Ah! Here’s Glutz – Sheila and Liz presenting Des a thank-you gift for hooligan-hosting:
– Sheila & Liz thank Des for hosting – Des tries to hide the liquid gift – in vain –
The morning after dawned bright. Too bright for some . . .
– hair of the dog in the morning –
A mudfight! said some bright spark – Sheila, no doubt – so Des arranged transport to the mighty Vulgar river.
– fasten seatbelts while I check the airbags, says Farmer Glutz, Kenroy’s Safety Orifice – Occifer – Officer – Simpson scratches his head –– the mighty Vulgar River and its mud – roomerazzit it has beauty-enhancing properties – seems to be working –
After the weekend I roared back to Jo’burg in my brand-new 1965 two-shades-of-grey-and-grey Opel Rekord Concorde deluxe sedan, four-door, grey bench-seated, 1700cc straight-four, three-on-the column, chick-magnet automobile. My first car! Watch out Doornfontein!
– 21st birthday present! A 1965 Opel Concorde DeLuxe 1700 in sophisticated tones of grey and grey. Note my reflection in the gleaming bonnet! –
Thanks Mom & Dad! And thanks for the party, Sheils and Des! Before we left, Mom tickled the ivories while the TC gang belted out some songs:
~~oo0oo~~
The old man organised the numberplate OHS 5678 for me. The man at the Harrismith licencing office said “Oom, are you sure you want an easy-to-remember number for your son? Don’t you want one that’s hard to remember?”
Great friend Larry Wingert is out from the USA and we hop on a flight to Maun in Botswana. It’s 1985 and we’re bachelors on the loose with time and money!
– 1985 Maun – pics by Lee Ouzman, who arrived about then – and stayed –
From Maun we fly into the Okavango Delta (Tjou / Chau Island camp) in a Cessna 206. After many beers and wines a resident auntie starts looking enticing at around midnight but the moment passes.

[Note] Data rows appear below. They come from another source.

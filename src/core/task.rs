//! Task data model.
//!
//! A task is the unit of scheduling: a description, a category, and an
//! ordered plan of steps. Top-level status and retry bookkeeping belong to
//! the executor and the error handler; workers only touch steps and
//! `metadata`.

use crate::core::step::{Step, StepId, StepStatus};
use crate::error::Error;
use chrono::{DateTime, Utc};
use serde::{Deserialize, Serialize};
use serde_json::Value;
use std::collections::BTreeMap;
use uuid::Uuid;

/// Default retry budget fixed at plan time.
pub const DEFAULT_MAX_RETRIES: u32 = 3;

/// Free-form bag used by workers to hand artifacts between dependent steps.
pub type Metadata = BTreeMap<String, Value>;

/// Unique identifier for a task.
///
/// Uses UUID v4 for generation and provides a short form display
/// for human-readable output.
#[derive(Debug, Clone, Copy, PartialEq, Eq, Hash, Serialize, Deserialize)]
#[serde(transparent)]
pub struct TaskId(pub Uuid);

impl TaskId {
    /// Create a new unique task identifier.
    pub fn new() -> Self {
        Self(Uuid::new_v4())
    }

    /// Return first 8 characters of the UUID for display.
    pub fn short(&self) -> String {
        self.0.to_string()[..8].to_string()
    }
}

impl Default for TaskId {
    fn default() -> Self {
        Self::new()
    }
}

impl std::fmt::Display for TaskId {
    fn fmt(&self, f: &mut std::fmt::Formatter<'_>) -> std::fmt::Result {
        write!(f, "{}", self.0)
    }
}

impl std::str::FromStr for TaskId {
    type Err = uuid::Error;

    fn from_str(s: &str) -> std::result::Result<Self, Self::Err> {
        Ok(Self(Uuid::parse_str(s)?))
    }
}

/// The closed set of task categories.
#[derive(Debug, Clone, Copy, PartialEq, Eq, Hash, PartialOrd, Ord, Serialize, Deserialize)]
#[serde(rename_all = "snake_case")]
pub enum TaskCategory {
    Research,
    Analysis,
    Creation,
    Automation,
    General,
}

impl TaskCategory {
    pub const ALL: [TaskCategory; 5] = [
        TaskCategory::Research,
        TaskCategory::Analysis,
        TaskCategory::Creation,
        TaskCategory::Automation,
        TaskCategory::General,
    ];

    pub fn as_str(&self) -> &'static str {
        match self {
            TaskCategory::Research => "research",
            TaskCategory::Analysis => "analysis",
            TaskCategory::Creation => "creation",
            TaskCategory::Automation => "automation",
            TaskCategory::General => "general",
        }
    }
}

impl std::fmt::Display for TaskCategory {
    fn fmt(&self, f: &mut std::fmt::Formatter<'_>) -> std::fmt::Result {
        write!(f, "{}", self.as_str())
    }
}

impl std::str::FromStr for TaskCategory {
    type Err = Error;

    fn from_str(s: &str) -> std::result::Result<Self, Self::Err> {
        let needle = s.trim().to_lowercase();
        TaskCategory::ALL
            .into_iter()
            .find(|c| c.as_str() == needle)
            .ok_or_else(|| Error::UnknownCategory(s.to_string()))
    }
}

/// Task status in its lifecycle.
///
/// pending -> in_progress -> {completed | failed | retrying -> in_progress | cancelled}
#[derive(Debug, Clone, Copy, PartialEq, Eq, Hash, Serialize, Deserialize, Default)]
#[serde(rename_all = "snake_case")]
pub enum TaskStatus {
    #[default]
    Pending,
    InProgress,
    Retrying,
    Completed,
    Failed,
    Cancelled,
}

impl TaskStatus {
    pub fn is_terminal(&self) -> bool {
        matches!(
            self,
            TaskStatus::Completed | TaskStatus::Failed | TaskStatus::Cancelled
        )
    }

    /// Statuses in which the executor is actively driving the task.
    pub fn is_live(&self) -> bool {
        matches!(self, TaskStatus::InProgress | TaskStatus::Retrying)
    }
}

impl std::fmt::Display for TaskStatus {
    fn fmt(&self, f: &mut std::fmt::Formatter<'_>) -> std::fmt::Result {
        match self {
            TaskStatus::Pending => write!(f, "pending"),
            TaskStatus::InProgress => write!(f, "in_progress"),
            TaskStatus::Retrying => write!(f, "retrying"),
            TaskStatus::Completed => write!(f, "completed"),
            TaskStatus::Failed => write!(f, "failed"),
            TaskStatus::Cancelled => write!(f, "cancelled"),
        }
    }
}

impl std::str::FromStr for TaskStatus {
    type Err = Error;

    fn from_str(s: &str) -> std::result::Result<Self, Self::Err> {
        match s.trim().to_lowercase().as_str() {
            "pending" => Ok(TaskStatus::Pending),
            "in_progress" | "running" => Ok(TaskStatus::InProgress),
            "retrying" => Ok(TaskStatus::Retrying),
            "completed" => Ok(TaskStatus::Completed),
            "failed" => Ok(TaskStatus::Failed),
            "cancelled" => Ok(TaskStatus::Cancelled),
            other => Err(Error::Validation(format!("unknown task status: {}", other))),
        }
    }
}

/// A planned unit of orchestrated work.
#[derive(Debug, Clone, PartialEq, Serialize, Deserialize)]
pub struct Task {
    pub id: TaskId,
    pub category: TaskCategory,
    pub status: TaskStatus,
    pub description: String,
    /// Insertion order is the planned execution order.
    pub steps: Vec<Step>,
    pub current_step_index: usize,
    /// Only meaningful when `status` is `Completed`.
    pub result: Option<Value>,
    /// Only meaningful when `status` is `Failed`.
    pub error: Option<String>,
    pub retry_count: u32,
    pub max_retries: u32,
    pub created_at: DateTime<Utc>,
    pub started_at: Option<DateTime<Utc>>,
    pub completed_at: Option<DateTime<Utc>>,
    /// Plan-time estimate, advisory only.
    pub estimated_duration_ms: u64,
    #[serde(default)]
    pub metadata: Metadata,
}

impl Task {
    /// Create a pending task from a plan.
    pub fn new(
        id: TaskId,
        category: TaskCategory,
        description: &str,
        steps: Vec<Step>,
        created_at: DateTime<Utc>,
    ) -> Self {
        Self {
            id,
            category,
            status: TaskStatus::Pending,
            description: description.to_string(),
            steps,
            current_step_index: 0,
            result: None,
            error: None,
            retry_count: 0,
            max_retries: DEFAULT_MAX_RETRIES,
            created_at,
            started_at: None,
            completed_at: None,
            estimated_duration_ms: 0,
            metadata: Metadata::new(),
        }
    }

    pub fn step(&self, id: &StepId) -> Option<&Step> {
        self.steps.iter().find(|s| &s.id == id)
    }

    pub fn step_mut(&mut self, id: &StepId) -> Option<&mut Step> {
        self.steps.iter_mut().find(|s| &s.id == id)
    }

    /// Whether every declared dependency of the step at `index` is completed.
    ///
    /// Unknown dependency ids count as unmet.
    pub fn dependencies_met(&self, index: usize) -> bool {
        self.steps.get(index).is_some_and(|step| {
            step.dependencies
                .iter()
                .all(|dep| self.step(dep).is_some_and(Step::is_completed))
        })
    }

    pub fn completed_steps(&self) -> usize {
        self.count_steps(StepStatus::Completed)
    }

    pub fn failed_steps(&self) -> usize {
        self.count_steps(StepStatus::Failed)
    }

    fn count_steps(&self, status: StepStatus) -> usize {
        self.steps.iter().filter(|s| s.status == status).count()
    }

    /// Index of the first step still pending, if any.
    pub fn first_pending_index(&self) -> Option<usize> {
        self.steps
            .iter()
            .position(|s| s.status == StepStatus::Pending)
    }

    /// Move the step cursor.
    pub fn set_current_step(&mut self, index: usize) {
        self.current_step_index = index.min(self.steps.len());
    }

    /// Transition to `InProgress`, keeping the first start time across retries.
    pub fn start(&mut self, now: DateTime<Utc>) {
        self.status = TaskStatus::InProgress;
        if self.started_at.is_none() {
            self.started_at = Some(now);
        }
    }

    pub fn complete(&mut self, result: Value, now: DateTime<Utc>) {
        self.status = TaskStatus::Completed;
        self.result = Some(result);
        self.error = None;
        self.completed_at = Some(now);
    }

    pub fn fail(&mut self, error: &str, now: DateTime<Utc>) {
        self.status = TaskStatus::Failed;
        self.error = Some(error.to_string());
        self.completed_at = Some(now);
    }

    /// Flip to `Cancelled` and fail any step caught mid-flight.
    pub fn mark_cancelled(&mut self, now: DateTime<Utc>) {
        self.status = TaskStatus::Cancelled;
        self.completed_at = Some(now);
        for step in self
            .steps
            .iter_mut()
            .filter(|s| s.status == StepStatus::InProgress)
        {
            step.mark_failed("task cancelled", now);
        }
    }

    pub fn is_finished(&self) -> bool {
        self.status.is_terminal()
    }
}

– internet pics of where I think Tjou Island was – names change – I’m hoping to get pics from Larry –– Chau Island in 2025 –
The next morning a pair of tropical boubou fly into the open-air pub under a tree right above where we’re sitting and belt out a startling loud duet. Stunning! That’s a lifer!
– pic from afrol.com – see story on tropical boubou calls –
After a short mokoro ride around some islands with a walk on one of them, it’s back to the plane and a short flip back to Maun where we all squeeze into an old Land Rover, fill up at Riley’s Garage . .
– 1985 Rileys Garage by Lee Ouzman –
. . and head off for Moremi, stopping just outside Maun to buy some meat hanging from a thorn tree. Goat? Supper. Our outfit is called Afro Ventures.
We’re a Motley Crew from all over. We get to know two Aussie ladies, a Kiwi lady, a Pom fella – 6 foot 7 inches of Ralph; AND the gorgeous Zimbabwean Angel Breasts (Engelbrecht her actual surname)! Unfortunately, she’s the Long Pom’s girlfriend (*sigh*). Weird how the only first name I can think of now is Ralph, the undeserving Pom.
Our long-haired laid-back hippy Saffer – no, he was probably a Zim, see his letter – safari guide Steve at the wheel is super-cool, a great guide. So off we go, heading north-east, eight people in a Series 2 Landie – “The Tightest-Squeeze-Four-By-Four-By-Far”.
Long Legs in a Landie to the rescue!
Anyone who has driven in an old Landie will know there’s lots of room inside – except for your shoulders and your knees. Besides that – roomy. Land Rover’s theory is that three people can fit on the front seat, three on the middle seat and two on those postage stamp seats in back. Right! See that metal bar that your knees keep bumping against? That’s what Land Rover used as their prototype airbag. It didn’t work so they only kept it for the next fifty years, then changed it. They made it more safety-conscious 2.0 in the late nineties by using milder steel.
– promotional pic extolling landrover luxury –
Previously a critic of Landrover design, in a flash I’m a keen supporter! Unable to endure the cramped space on the middle seat, the lengthy six foot seven inches of Pom gets out at the very first stop and sits on the spare wheel on the roofrack. I sit with my thigh firmly against Angel Breasts’ thigh (*sigh*).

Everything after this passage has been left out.